___ Input data

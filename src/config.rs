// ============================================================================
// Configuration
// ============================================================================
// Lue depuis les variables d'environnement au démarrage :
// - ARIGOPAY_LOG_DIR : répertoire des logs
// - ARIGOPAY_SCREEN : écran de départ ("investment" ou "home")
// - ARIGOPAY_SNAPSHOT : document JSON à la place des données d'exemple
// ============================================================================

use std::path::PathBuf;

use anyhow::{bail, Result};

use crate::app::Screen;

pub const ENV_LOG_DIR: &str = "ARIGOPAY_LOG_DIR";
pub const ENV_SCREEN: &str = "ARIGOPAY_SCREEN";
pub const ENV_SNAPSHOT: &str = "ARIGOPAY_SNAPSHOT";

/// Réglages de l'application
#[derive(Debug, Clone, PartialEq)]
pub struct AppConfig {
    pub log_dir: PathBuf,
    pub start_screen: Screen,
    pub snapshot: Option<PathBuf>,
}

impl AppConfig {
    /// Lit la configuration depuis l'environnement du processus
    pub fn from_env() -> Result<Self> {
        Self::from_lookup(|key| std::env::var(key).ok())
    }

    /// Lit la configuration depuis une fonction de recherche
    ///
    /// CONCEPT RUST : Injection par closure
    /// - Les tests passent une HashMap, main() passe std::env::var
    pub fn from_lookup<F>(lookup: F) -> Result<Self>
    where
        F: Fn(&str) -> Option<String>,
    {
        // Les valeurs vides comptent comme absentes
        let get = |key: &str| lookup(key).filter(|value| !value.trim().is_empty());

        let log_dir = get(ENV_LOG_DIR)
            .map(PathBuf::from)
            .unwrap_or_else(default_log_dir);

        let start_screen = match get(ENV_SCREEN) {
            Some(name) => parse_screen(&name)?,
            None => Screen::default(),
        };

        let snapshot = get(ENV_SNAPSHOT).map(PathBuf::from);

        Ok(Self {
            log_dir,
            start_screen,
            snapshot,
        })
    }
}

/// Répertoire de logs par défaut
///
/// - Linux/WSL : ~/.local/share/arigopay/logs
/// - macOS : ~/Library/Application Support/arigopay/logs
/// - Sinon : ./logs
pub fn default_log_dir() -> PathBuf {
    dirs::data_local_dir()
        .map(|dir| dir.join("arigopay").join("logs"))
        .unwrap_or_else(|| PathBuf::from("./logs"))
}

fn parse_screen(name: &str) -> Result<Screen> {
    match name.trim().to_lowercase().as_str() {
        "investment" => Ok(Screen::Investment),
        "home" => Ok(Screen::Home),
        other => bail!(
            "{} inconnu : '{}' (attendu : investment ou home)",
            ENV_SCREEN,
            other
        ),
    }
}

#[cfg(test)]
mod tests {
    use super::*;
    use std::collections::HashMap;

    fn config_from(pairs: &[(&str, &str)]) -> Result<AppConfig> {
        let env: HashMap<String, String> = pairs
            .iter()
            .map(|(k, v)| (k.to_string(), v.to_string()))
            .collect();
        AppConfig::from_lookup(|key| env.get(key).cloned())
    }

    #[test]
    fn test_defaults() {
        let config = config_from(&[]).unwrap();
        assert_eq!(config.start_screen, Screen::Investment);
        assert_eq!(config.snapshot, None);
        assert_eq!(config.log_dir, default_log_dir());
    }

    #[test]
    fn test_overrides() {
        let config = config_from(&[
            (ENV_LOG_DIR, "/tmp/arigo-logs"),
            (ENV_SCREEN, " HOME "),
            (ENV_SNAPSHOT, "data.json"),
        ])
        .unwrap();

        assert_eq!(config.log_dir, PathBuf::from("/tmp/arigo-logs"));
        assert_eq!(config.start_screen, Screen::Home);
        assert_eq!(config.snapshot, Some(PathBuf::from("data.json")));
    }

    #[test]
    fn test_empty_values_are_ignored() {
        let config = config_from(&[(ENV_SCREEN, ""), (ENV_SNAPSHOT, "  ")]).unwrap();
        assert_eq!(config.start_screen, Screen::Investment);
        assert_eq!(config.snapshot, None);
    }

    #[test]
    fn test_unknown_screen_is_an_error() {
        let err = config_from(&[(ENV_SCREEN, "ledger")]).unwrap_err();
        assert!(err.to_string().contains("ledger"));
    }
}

______

— Your goal —
Looking at the records above, please output exactly the lines that run from the one holding "let env: HashMap<String, String>" to the final line, and only those.

— Completed task —
        let env: HashMap<String, String> = pairs
            .iter()
            .map(|(k, v)| (k.to_string(), v.to_string()))
            .collect();
        AppConfig::from_lookup(|key| env.get(key).cloned())
    }

    #[test]
    fn test_defaults() {
        let config = config_from(&[]).unwrap();
        assert_eq!(config.start_screen, Screen::Investment);
        assert_eq!(config.snapshot, None);
        assert_eq!(config.log_dir, default_log_dir());
    }

    #[test]
    fn test_overrides() {
        let config = config_from(&[
            (ENV_LOG_DIR, "/tmp/arigo-logs"),
            (ENV_SCREEN, " HOME "),
            (ENV_SNAPSHOT, "data.json"),
        ])
        .unwrap();

        assert_eq!(config.log_dir, PathBuf::from("/tmp/arigo-logs"));
        assert_eq!(config.start_screen, Screen::Home);
        assert_eq!(config.snapshot, Some(PathBuf::from("data.json")));
    }

    #[test]
    fn test_empty_values_are_ignored() {
        let config = config_from(&[(ENV_SCREEN, ""), (ENV_SNAPSHOT, "  ")]).unwrap();
        assert_eq!(config.start_screen, Screen::Investment);
        assert_eq!(config.snapshot, None);
    }

    #[test]
    fn test_unknown_screen_is_an_error() {
        let err = config_from(&[(ENV_SCREEN, "ledger")]).unwrap_err();
        assert!(err.to_string().contains("ledger"));
    }
}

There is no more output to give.